§ **TASK STATEMENT**: Each line that has the string "Relaxed" must be copied from the records below.

DATA Block Start

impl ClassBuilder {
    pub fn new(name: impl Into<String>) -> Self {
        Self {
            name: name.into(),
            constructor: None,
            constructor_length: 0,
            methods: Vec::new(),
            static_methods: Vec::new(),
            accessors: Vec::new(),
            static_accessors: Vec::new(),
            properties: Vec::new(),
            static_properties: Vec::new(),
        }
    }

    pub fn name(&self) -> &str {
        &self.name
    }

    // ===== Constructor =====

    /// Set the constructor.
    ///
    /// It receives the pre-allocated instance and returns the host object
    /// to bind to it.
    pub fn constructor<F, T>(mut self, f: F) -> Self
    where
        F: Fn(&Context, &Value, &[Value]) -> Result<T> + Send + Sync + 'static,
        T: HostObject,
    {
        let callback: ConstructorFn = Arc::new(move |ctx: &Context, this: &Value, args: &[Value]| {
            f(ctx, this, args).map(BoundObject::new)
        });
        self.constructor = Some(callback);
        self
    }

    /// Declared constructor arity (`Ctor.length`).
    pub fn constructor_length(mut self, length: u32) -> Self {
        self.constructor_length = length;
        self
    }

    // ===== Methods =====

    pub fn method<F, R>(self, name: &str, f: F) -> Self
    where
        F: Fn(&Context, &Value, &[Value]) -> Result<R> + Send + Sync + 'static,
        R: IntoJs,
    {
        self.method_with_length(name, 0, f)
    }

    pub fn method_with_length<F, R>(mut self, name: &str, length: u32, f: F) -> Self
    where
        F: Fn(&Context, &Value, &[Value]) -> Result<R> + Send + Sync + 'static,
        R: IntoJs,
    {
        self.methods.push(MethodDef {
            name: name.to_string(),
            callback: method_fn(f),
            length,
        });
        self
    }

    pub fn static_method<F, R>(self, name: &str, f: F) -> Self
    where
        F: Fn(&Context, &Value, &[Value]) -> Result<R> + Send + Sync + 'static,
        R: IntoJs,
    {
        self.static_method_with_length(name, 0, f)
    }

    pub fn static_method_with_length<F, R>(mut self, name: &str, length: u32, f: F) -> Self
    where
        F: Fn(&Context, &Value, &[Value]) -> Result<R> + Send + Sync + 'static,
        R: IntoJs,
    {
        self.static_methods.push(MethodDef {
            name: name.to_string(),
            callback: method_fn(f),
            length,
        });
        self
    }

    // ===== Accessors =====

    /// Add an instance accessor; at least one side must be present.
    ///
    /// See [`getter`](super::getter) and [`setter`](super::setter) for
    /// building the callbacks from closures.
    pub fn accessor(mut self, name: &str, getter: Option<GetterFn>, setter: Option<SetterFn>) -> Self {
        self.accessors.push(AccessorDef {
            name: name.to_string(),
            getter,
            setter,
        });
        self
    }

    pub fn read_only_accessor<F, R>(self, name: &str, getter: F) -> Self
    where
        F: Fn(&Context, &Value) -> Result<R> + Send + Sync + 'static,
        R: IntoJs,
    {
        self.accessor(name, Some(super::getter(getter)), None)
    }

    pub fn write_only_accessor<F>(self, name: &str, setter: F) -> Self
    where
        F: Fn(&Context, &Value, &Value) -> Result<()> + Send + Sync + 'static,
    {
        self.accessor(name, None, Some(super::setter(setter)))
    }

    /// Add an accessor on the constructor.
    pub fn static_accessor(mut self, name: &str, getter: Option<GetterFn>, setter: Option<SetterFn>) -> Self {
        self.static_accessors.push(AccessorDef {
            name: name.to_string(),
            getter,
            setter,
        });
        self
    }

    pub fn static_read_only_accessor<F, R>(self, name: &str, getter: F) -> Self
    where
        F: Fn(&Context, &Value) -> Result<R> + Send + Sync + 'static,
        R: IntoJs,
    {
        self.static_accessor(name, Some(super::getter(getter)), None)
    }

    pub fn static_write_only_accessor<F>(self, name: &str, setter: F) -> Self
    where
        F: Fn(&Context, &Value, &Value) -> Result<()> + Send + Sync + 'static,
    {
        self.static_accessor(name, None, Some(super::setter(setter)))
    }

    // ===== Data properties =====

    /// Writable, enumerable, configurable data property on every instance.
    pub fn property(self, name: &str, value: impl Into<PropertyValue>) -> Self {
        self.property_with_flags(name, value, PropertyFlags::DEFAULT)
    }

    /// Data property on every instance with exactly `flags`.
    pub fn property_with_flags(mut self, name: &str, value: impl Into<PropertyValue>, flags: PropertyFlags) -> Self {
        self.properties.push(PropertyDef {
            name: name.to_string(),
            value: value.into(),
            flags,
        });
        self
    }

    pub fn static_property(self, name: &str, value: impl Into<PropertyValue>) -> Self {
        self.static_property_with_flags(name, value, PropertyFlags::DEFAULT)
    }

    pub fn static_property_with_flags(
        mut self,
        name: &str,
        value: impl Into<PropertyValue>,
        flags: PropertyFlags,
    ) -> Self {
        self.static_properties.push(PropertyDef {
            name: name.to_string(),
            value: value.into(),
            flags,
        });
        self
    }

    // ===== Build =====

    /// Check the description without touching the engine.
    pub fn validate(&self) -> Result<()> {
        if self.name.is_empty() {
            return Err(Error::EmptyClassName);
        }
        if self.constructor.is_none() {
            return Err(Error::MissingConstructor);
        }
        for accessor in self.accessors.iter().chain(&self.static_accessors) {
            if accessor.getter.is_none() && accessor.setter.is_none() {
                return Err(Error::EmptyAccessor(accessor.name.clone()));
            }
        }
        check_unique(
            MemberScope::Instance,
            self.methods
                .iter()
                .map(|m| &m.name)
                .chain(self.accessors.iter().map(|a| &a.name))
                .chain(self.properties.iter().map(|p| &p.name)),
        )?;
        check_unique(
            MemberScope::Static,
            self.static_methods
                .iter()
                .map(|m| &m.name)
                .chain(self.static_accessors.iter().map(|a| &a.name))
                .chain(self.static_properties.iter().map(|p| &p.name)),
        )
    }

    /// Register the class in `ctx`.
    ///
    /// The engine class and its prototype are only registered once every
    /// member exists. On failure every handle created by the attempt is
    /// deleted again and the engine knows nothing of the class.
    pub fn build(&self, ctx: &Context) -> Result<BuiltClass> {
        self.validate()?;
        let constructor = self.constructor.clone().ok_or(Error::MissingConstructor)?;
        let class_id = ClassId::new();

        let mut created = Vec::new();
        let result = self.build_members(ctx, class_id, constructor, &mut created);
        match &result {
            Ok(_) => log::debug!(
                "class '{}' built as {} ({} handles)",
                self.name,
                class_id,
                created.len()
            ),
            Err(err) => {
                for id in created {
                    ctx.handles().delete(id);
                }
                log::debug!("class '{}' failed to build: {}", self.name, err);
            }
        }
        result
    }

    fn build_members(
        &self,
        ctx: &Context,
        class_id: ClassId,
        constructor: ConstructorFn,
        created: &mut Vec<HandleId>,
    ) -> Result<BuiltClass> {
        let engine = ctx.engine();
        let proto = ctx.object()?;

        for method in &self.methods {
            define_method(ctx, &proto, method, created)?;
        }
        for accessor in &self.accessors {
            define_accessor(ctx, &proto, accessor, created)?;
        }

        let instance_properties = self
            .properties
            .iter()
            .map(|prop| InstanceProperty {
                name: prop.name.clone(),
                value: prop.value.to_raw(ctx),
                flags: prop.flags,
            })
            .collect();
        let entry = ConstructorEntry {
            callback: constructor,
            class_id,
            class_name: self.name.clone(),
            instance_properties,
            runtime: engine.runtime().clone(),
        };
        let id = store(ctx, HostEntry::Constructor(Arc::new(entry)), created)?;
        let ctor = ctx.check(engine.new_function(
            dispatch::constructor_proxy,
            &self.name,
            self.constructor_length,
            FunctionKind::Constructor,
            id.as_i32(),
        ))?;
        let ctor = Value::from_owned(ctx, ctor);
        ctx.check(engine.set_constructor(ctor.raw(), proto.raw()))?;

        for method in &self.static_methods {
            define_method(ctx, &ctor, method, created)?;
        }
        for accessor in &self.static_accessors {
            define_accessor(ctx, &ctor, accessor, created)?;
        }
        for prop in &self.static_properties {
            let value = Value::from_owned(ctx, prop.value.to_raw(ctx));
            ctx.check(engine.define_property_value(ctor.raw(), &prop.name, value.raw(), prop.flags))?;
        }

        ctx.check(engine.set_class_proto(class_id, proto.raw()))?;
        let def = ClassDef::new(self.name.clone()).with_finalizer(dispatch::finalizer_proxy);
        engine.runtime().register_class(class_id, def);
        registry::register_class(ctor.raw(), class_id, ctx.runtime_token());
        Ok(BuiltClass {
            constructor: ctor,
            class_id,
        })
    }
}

DATA Block End
DATA Block Start

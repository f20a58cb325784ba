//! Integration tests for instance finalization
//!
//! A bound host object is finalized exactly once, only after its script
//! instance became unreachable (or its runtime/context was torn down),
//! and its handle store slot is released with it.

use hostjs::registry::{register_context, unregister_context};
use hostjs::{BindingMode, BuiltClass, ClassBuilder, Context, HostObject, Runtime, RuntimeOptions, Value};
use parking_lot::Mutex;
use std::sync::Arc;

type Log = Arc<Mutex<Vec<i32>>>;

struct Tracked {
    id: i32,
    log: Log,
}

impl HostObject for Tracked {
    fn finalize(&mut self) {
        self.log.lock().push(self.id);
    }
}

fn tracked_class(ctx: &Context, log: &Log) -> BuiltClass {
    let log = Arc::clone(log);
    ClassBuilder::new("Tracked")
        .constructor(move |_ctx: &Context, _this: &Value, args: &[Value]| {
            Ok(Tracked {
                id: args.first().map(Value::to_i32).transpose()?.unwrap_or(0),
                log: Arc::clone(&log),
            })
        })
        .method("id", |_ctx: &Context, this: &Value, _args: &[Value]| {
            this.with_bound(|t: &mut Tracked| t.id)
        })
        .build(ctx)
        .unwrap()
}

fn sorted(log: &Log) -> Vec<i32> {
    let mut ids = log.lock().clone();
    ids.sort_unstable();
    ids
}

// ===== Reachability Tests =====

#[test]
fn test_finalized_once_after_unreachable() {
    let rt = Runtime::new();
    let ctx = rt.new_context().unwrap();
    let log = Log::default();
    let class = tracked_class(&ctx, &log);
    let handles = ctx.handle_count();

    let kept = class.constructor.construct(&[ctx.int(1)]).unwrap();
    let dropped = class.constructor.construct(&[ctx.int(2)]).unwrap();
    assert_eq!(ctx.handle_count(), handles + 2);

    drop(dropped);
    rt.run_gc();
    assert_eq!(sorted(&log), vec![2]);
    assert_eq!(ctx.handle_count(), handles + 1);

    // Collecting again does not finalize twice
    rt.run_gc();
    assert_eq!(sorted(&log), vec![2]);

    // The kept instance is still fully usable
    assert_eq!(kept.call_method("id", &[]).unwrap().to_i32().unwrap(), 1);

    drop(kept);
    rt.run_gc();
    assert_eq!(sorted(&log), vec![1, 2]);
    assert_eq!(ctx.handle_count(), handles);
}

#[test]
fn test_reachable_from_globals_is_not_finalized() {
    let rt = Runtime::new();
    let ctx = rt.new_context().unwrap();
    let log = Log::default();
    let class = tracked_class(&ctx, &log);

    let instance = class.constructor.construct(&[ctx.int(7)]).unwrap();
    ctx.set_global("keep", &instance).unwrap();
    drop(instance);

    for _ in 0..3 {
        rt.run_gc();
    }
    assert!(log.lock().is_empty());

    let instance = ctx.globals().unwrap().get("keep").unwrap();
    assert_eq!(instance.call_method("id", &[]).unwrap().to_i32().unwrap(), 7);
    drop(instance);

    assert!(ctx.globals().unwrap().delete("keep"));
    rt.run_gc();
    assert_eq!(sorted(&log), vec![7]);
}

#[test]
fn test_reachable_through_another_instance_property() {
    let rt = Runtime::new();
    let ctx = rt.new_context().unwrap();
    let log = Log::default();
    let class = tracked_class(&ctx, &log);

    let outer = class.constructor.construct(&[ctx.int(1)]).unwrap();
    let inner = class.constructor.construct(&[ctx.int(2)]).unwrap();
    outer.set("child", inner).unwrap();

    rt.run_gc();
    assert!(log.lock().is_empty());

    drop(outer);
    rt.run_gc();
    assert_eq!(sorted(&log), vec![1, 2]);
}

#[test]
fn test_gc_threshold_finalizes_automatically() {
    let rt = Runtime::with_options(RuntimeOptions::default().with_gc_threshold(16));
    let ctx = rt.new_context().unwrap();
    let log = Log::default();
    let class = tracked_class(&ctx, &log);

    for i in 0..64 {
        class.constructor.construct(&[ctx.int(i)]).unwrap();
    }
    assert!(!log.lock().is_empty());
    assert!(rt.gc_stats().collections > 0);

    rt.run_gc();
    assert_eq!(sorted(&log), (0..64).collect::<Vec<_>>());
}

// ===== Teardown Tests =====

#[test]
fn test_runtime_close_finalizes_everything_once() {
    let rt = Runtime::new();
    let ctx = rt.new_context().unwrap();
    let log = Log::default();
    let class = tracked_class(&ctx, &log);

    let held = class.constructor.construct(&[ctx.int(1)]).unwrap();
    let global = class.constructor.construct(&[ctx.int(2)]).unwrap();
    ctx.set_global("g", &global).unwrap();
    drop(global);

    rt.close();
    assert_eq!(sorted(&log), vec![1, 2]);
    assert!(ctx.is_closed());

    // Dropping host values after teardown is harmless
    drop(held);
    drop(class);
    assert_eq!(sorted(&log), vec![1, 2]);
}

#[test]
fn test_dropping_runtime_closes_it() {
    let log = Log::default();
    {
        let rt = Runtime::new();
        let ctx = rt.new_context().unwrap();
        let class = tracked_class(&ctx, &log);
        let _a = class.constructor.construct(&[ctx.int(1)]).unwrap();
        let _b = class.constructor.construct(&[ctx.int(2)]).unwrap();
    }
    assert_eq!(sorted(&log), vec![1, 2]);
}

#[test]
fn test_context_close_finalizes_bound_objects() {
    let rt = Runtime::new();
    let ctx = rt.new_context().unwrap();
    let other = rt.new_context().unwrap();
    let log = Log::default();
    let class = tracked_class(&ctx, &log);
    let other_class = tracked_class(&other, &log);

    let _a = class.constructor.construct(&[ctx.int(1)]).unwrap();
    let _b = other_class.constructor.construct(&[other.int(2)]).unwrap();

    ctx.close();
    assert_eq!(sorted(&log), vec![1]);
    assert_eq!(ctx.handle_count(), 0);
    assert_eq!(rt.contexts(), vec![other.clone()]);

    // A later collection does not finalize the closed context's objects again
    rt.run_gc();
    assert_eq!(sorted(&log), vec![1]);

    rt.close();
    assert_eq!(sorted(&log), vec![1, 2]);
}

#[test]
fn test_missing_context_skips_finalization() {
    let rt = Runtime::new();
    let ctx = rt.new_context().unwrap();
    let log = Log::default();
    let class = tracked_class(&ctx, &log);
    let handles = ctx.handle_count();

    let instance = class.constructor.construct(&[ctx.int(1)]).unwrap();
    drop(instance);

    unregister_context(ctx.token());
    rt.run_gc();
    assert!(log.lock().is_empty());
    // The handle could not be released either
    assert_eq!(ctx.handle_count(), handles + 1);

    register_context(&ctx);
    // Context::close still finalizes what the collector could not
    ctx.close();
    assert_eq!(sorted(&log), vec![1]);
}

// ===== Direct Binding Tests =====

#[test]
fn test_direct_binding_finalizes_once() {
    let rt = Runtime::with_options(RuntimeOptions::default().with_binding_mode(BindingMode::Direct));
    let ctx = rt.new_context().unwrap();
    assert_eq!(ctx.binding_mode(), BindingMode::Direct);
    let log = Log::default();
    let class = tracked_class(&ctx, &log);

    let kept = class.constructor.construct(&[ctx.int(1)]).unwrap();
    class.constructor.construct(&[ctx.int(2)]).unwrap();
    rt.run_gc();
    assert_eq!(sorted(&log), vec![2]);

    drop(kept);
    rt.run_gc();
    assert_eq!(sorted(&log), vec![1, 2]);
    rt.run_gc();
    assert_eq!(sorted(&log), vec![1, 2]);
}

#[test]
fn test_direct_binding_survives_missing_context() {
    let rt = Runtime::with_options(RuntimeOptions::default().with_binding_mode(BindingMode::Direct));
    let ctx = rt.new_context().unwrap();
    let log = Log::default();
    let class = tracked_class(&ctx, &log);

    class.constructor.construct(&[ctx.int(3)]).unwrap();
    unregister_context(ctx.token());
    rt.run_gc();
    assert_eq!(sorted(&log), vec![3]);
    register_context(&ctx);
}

DATA Block End
DATA Block Start

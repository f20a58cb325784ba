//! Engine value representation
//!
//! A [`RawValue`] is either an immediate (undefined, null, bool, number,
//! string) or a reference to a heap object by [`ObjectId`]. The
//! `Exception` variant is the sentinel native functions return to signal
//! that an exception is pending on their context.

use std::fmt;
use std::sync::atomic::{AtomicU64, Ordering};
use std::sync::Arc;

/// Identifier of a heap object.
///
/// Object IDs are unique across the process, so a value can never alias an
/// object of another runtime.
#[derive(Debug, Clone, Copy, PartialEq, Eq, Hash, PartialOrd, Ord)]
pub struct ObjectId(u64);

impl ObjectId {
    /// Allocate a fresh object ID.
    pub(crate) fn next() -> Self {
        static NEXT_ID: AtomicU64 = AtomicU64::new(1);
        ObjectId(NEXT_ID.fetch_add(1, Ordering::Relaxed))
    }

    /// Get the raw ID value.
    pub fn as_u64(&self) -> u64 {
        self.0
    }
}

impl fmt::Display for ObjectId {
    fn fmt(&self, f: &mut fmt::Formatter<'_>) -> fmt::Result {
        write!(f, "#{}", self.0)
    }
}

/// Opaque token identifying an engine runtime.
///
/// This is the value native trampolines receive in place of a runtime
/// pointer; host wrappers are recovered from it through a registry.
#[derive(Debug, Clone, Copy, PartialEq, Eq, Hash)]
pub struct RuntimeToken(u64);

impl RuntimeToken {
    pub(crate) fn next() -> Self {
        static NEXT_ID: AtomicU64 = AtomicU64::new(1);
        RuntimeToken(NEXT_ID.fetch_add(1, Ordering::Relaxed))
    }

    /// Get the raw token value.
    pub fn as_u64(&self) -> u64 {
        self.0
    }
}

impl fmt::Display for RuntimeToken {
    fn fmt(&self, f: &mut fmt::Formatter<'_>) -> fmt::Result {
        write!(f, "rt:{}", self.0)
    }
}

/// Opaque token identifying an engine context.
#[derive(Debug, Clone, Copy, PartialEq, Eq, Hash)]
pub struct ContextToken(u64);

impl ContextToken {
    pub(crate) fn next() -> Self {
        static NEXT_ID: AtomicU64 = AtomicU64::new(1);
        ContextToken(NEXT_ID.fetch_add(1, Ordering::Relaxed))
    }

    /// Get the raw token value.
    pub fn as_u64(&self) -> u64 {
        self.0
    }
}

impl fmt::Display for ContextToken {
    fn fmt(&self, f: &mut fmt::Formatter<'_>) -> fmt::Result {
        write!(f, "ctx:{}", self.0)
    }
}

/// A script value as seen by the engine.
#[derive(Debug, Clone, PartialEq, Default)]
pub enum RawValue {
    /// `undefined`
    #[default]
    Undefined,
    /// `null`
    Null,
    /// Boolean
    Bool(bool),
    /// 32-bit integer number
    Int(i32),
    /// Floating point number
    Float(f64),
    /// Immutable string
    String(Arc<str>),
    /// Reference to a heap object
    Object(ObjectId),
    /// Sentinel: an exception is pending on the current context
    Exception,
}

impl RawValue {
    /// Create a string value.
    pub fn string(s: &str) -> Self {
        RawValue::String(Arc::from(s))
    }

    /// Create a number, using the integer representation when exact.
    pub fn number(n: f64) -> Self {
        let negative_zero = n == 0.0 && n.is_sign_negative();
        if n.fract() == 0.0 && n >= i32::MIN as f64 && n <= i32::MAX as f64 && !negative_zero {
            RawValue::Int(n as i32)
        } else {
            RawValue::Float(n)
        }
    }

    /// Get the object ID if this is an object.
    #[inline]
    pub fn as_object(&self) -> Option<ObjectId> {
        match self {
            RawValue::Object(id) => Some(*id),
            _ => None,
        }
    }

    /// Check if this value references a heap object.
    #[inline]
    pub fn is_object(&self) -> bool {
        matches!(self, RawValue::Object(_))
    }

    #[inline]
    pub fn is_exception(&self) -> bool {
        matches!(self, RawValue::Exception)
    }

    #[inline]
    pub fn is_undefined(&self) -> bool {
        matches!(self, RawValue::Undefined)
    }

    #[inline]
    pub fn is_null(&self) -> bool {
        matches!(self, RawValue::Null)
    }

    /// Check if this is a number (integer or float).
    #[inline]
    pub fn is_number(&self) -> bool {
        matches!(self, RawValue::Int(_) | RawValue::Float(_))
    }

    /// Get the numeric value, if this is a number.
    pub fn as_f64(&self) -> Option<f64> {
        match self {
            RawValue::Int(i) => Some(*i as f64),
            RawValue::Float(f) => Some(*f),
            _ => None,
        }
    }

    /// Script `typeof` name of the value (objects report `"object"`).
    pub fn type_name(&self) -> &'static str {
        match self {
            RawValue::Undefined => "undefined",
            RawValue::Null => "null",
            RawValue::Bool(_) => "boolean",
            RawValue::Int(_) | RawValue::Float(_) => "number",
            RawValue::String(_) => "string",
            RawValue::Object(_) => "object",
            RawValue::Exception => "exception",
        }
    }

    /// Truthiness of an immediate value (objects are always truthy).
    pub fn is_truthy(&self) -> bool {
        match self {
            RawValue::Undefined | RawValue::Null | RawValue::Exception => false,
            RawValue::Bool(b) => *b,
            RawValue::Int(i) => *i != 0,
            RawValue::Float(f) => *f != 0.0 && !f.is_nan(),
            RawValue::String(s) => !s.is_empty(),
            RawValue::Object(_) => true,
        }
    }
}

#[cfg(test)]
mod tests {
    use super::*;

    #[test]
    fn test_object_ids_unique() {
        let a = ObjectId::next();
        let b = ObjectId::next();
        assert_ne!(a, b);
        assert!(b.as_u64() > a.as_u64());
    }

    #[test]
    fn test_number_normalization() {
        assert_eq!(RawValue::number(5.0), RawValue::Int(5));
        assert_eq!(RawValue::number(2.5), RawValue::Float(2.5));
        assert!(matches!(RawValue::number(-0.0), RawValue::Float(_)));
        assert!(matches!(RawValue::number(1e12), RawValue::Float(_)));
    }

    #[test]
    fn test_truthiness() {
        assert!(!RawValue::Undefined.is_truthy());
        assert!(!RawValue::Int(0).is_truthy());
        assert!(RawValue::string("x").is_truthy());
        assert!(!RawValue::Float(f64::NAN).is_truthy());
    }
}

DATA Block End

§ **YOUR SOLUTION**:
        ObjectId(NEXT_ID.fetch_add(1, Ordering::Relaxed))
        RuntimeToken(NEXT_ID.fetch_add(1, Ordering::Relaxed))
        ContextToken(NEXT_ID.fetch_add(1, Ordering::Relaxed))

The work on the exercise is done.